* Available data:
------

//! Listing catalogue: administrator-facing listing maintenance.
//!
//! Metadata revisions and raised-total corrections are separate operations.
//! Only [`ListingCatalogue::adjust_raised_total`] moves `total_raised`
//! outside of investor commits, and every such move is audited.

use std::sync::Arc;

use mockable::Clock;
use tracing::info;

use crate::domain::ports::{ListingPersistenceError, ListingRepository};
use crate::domain::{
    AccessDenied, Error, ErrorCode, Listing, ListingDraft, ListingId, ListingLocks,
    ListingValidationError, Principal, RaisedTotalAdjustment, UserRole,
};

#[derive(Debug, Clone, PartialEq, thiserror::Error)]
pub enum ListingError {
    #[error(transparent)]
    AccessDenied(#[from] AccessDenied),
    #[error(transparent)]
    Invalid(#[from] ListingValidationError),
    #[error("listing {listing_id} not found")]
    NotFound { listing_id: ListingId },
    #[error("a reason is required for raised-total adjustments")]
    MissingReason,
    #[error(transparent)]
    Persistence(#[from] ListingPersistenceError),
}

impl ListingError {
    pub fn reason(&self) -> &'static str {
        match self {
            Self::AccessDenied(_) => "access_denied",
            Self::Invalid(ListingValidationError::InvalidStatus { .. }) => "invalid_status",
            Self::Invalid(ListingValidationError::RaisedTotalNotEditable) => {
                "raised_total_not_editable"
            }
            Self::Invalid(_) => "invalid_listing",
            Self::NotFound { .. } => "listing_not_found",
            Self::MissingReason => "missing_reason",
            Self::Persistence(_) => "persistence",
        }
    }

    fn code(&self) -> ErrorCode {
        match self {
            Self::AccessDenied(_) => ErrorCode::Forbidden,
            Self::Invalid(_) | Self::MissingReason => ErrorCode::InvalidRequest,
            Self::NotFound { .. } => ErrorCode::NotFound,
            Self::Persistence(err) => err.code(),
        }
    }
}

impl From<ListingError> for Error {
    fn from(err: ListingError) -> Self {
        let mut error = Error::new(err.code(), err.to_string()).with_reason(err.reason());
        if let ListingError::Invalid(invalid) = &err {
            error = error.with_field(invalid.field());
        }
        error
    }
}

/// Create, revise, correct and remove listings.
#[derive(Clone)]
pub struct ListingCatalogue {
    listings: Arc<dyn ListingRepository>,
    locks: ListingLocks,
    clock: Arc<dyn Clock>,
}

impl ListingCatalogue {
    pub fn new(
        listings: Arc<dyn ListingRepository>,
        locks: ListingLocks,
        clock: Arc<dyn Clock>,
    ) -> Self {
        Self {
            listings,
            locks,
            clock,
        }
    }

    /// Upsert keyed by id.
    ///
    /// A missing id is generated from the title and the current time. An
    /// existing listing keeps its raised total and creation time.
    pub async fn save(
        &self,
        principal: &Principal,
        draft: &ListingDraft,
    ) -> Result<Listing, ListingError> {
        principal.require_role(UserRole::Admin)?;
        let now = self.clock.utc();
        let id = match draft.id.as_deref().map(str::trim).filter(|id| !id.is_empty()) {
            Some(raw) => ListingId::new(raw)?,
            None => ListingId::generate(&draft.title, now),
        };

        let _guard = self.locks.acquire(&id).await;
        let listing = match self.listings.find(&id).await? {
            Some(mut existing) => {
                existing.revise(draft)?;
                existing
            }
            None => Listing::create(id, draft, now)?,
        };
        self.listings.upsert(&listing).await?;
        info!(listing_id = %listing.id(), actor = %principal.email, "listing saved");
        Ok(listing)
    }

    pub async fn get(&self, id: &ListingId) -> Result<Listing, ListingError> {
        self.listings
            .find(id)
            .await?
            .ok_or_else(|| ListingError::NotFound {
                listing_id: id.clone(),
            })
    }

    /// All listings, newest first.
    pub async fn list(&self) -> Result<Vec<Listing>, ListingError> {
        let mut listings = self.listings.list().await?;
        listings.sort_by(|a, b| {
            b.created_at()
                .cmp(&a.created_at())
                .then_with(|| a.id().cmp(b.id()))
        });
        Ok(listings)
    }

    /// Delete a listing and everything that references it.
    pub async fn delete(&self, principal: &Principal, id: &ListingId) -> Result<(), ListingError> {
        principal.require_role(UserRole::Admin)?;
        let _guard = self.locks.acquire(id).await;
        if !self.listings.delete_cascading(id).await? {
            return Err(ListingError::NotFound {
                listing_id: id.clone(),
            });
        }
        info!(listing_id = %id, actor = %principal.email, "listing deleted");
        Ok(())
    }

    /// Overwrite a listing's raised total and record who did it and why.
    pub async fn adjust_raised_total(
        &self,
        principal: &Principal,
        id: &ListingId,
        new_total: i64,
        reason: &str,
    ) -> Result<Listing, ListingError> {
        principal.require_role(UserRole::Admin)?;
        let reason = reason.trim();
        if reason.is_empty() {
            return Err(ListingError::MissingReason);
        }

        let _guard = self.locks.acquire(id).await;
        let mut listing = self.get(id).await?;
        let previous_total = listing.set_raised_total(new_total)?;
        let adjustment = RaisedTotalAdjustment {
            listing_id: id.clone(),
            previous_total,
            new_total: listing.total_raised(),
            reason: reason.to_owned(),
            actor_id: principal.user_id,
            actor_email: principal.email.clone(),
            at: self.clock.utc(),
        };
        self.listings.upsert(&listing).await?;
        self.listings.record_adjustment(&adjustment).await?;

        info!(
            listing_id = %id,
            previous_total,
            new_total = adjustment.new_total,
            actor = %principal.email,
            reason,
            "raised total adjusted"
        );
        Ok(listing)
    }

    /// Audit trail of raised-total adjustments for a listing.
    pub async fn adjustments(
        &self,
        principal: &Principal,
        id: &ListingId,
    ) -> Result<Vec<RaisedTotalAdjustment>, ListingError> {
        principal.require_role(UserRole::Admin)?;
        self.get(id).await?;
        Ok(self.listings.adjustments(id).await?)
    }
}

#[cfg(test)]
#[path = "listing_service_tests.rs"]
mod tests;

------

* Prompt: For this exercise, give the entries above again with no difference at all.

* Output for this task:
//! Listing catalogue: administrator-facing listing maintenance.
//!
//! Metadata revisions and raised-total corrections are separate operations.
//! Only [`ListingCatalogue::adjust_raised_total`] moves `total_raised`
//! outside of investor commits, and every such move is audited.

use std::sync::Arc;

use mockable::Clock;
use tracing::info;

use crate::domain::ports::{ListingPersistenceError, ListingRepository};
use crate::domain::{
    AccessDenied, Error, ErrorCode, Listing, ListingDraft, ListingId, ListingLocks,
    ListingValidationError, Principal, RaisedTotalAdjustment, UserRole,
};

#[derive(Debug, Clone, PartialEq, thiserror::Error)]
pub enum ListingError {
    #[error(transparent)]
    AccessDenied(#[from] AccessDenied),
    #[error(transparent)]
    Invalid(#[from] ListingValidationError),
    #[error("listing {listing_id} not found")]
    NotFound { listing_id: ListingId },
    #[error("a reason is required for raised-total adjustments")]
    MissingReason,
    #[error(transparent)]
    Persistence(#[from] ListingPersistenceError),
}

impl ListingError {
    pub fn reason(&self) -> &'static str {
        match self {
            Self::AccessDenied(_) => "access_denied",
            Self::Invalid(ListingValidationError::InvalidStatus { .. }) => "invalid_status",
            Self::Invalid(ListingValidationError::RaisedTotalNotEditable) => {
                "raised_total_not_editable"
            }
            Self::Invalid(_) => "invalid_listing",
            Self::NotFound { .. } => "listing_not_found",
            Self::MissingReason => "missing_reason",
            Self::Persistence(_) => "persistence",
        }
    }

    fn code(&self) -> ErrorCode {
        match self {
            Self::AccessDenied(_) => ErrorCode::Forbidden,
            Self::Invalid(_) | Self::MissingReason => ErrorCode::InvalidRequest,
            Self::NotFound { .. } => ErrorCode::NotFound,
            Self::Persistence(err) => err.code(),
        }
    }
}

impl From<ListingError> for Error {
    fn from(err: ListingError) -> Self {
        let mut error = Error::new(err.code(), err.to_string()).with_reason(err.reason());
        if let ListingError::Invalid(invalid) = &err {
            error = error.with_field(invalid.field());
        }
        error
    }
}

/// Create, revise, correct and remove listings.
#[derive(Clone)]
pub struct ListingCatalogue {
    listings: Arc<dyn ListingRepository>,
    locks: ListingLocks,
    clock: Arc<dyn Clock>,
}

impl ListingCatalogue {
    pub fn new(
        listings: Arc<dyn ListingRepository>,
        locks: ListingLocks,
        clock: Arc<dyn Clock>,
    ) -> Self {
        Self {
            listings,
            locks,
            clock,
        }
    }

    /// Upsert keyed by id.
    ///
    /// A missing id is generated from the title and the current time. An
    /// existing listing keeps its raised total and creation time.
    pub async fn save(
        &self,
        principal: &Principal,
        draft: &ListingDraft,
    ) -> Result<Listing, ListingError> {
        principal.require_role(UserRole::Admin)?;
        let now = self.clock.utc();
        let id = match draft.id.as_deref().map(str::trim).filter(|id| !id.is_empty()) {
            Some(raw) => ListingId::new(raw)?,
            None => ListingId::generate(&draft.title, now),
        };

        let _guard = self.locks.acquire(&id).await;
        let listing = match self.listings.find(&id).await? {
            Some(mut existing) => {
                existing.revise(draft)?;
                existing
            }
            None => Listing::create(id, draft, now)?,
        };
        self.listings.upsert(&listing).await?;
        info!(listing_id = %listing.id(), actor = %principal.email, "listing saved");
        Ok(listing)
    }

    pub async fn get(&self, id: &ListingId) -> Result<Listing, ListingError> {
        self.listings
            .find(id)
            .await?
            .ok_or_else(|| ListingError::NotFound {
                listing_id: id.clone(),
            })
    }

    /// All listings, newest first.
    pub async fn list(&self) -> Result<Vec<Listing>, ListingError> {
        let mut listings = self.listings.list().await?;
        listings.sort_by(|a, b| {
            b.created_at()
                .cmp(&a.created_at())
                .then_with(|| a.id().cmp(b.id()))
        });
        Ok(listings)
    }

    /// Delete a listing and everything that references it.
    pub async fn delete(&self, principal: &Principal, id: &ListingId) -> Result<(), ListingError> {
        principal.require_role(UserRole::Admin)?;
        let _guard = self.locks.acquire(id).await;
        if !self.listings.delete_cascading(id).await? {
            return Err(ListingError::NotFound {
                listing_id: id.clone(),
            });
        }
        info!(listing_id = %id, actor = %principal.email, "listing deleted");
        Ok(())
    }

    /// Overwrite a listing's raised total and record who did it and why.
    pub async fn adjust_raised_total(
        &self,
        principal: &Principal,
        id: &ListingId,
        new_total: i64,
        reason: &str,
    ) -> Result<Listing, ListingError> {
        principal.require_role(UserRole::Admin)?;
        let reason = reason.trim();
        if reason.is_empty() {
            return Err(ListingError::MissingReason);
        }

        let _guard = self.locks.acquire(id).await;
        let mut listing = self.get(id).await?;
        let previous_total = listing.set_raised_total(new_total)?;
        let adjustment = RaisedTotalAdjustment {
            listing_id: id.clone(),
            previous_total,
            new_total: listing.total_raised(),
            reason: reason.to_owned(),
            actor_id: principal.user_id,
            actor_email: principal.email.clone(),
            at: self.clock.utc(),
        };
        self.listings.upsert(&listing).await?;
        self.listings.record_adjustment(&adjustment).await?;

        info!(
            listing_id = %id,
            previous_total,
            new_total = adjustment.new_total,
            actor = %principal.email,
            reason,
            "raised total adjusted"
        );
        Ok(listing)
    }

    /// Audit trail of raised-total adjustments for a listing.
    pub async fn adjustments(
        &self,
        principal: &Principal,
        id: &ListingId,
    ) -> Result<Vec<RaisedTotalAdjustment>, ListingError> {
        principal.require_role(UserRole::Admin)?;
        self.get(id).await?;
        Ok(self.listings.adjustments(id).await?)
    }
}

#[cfg(test)]
#[path = "listing_service_tests.rs"]
mod tests;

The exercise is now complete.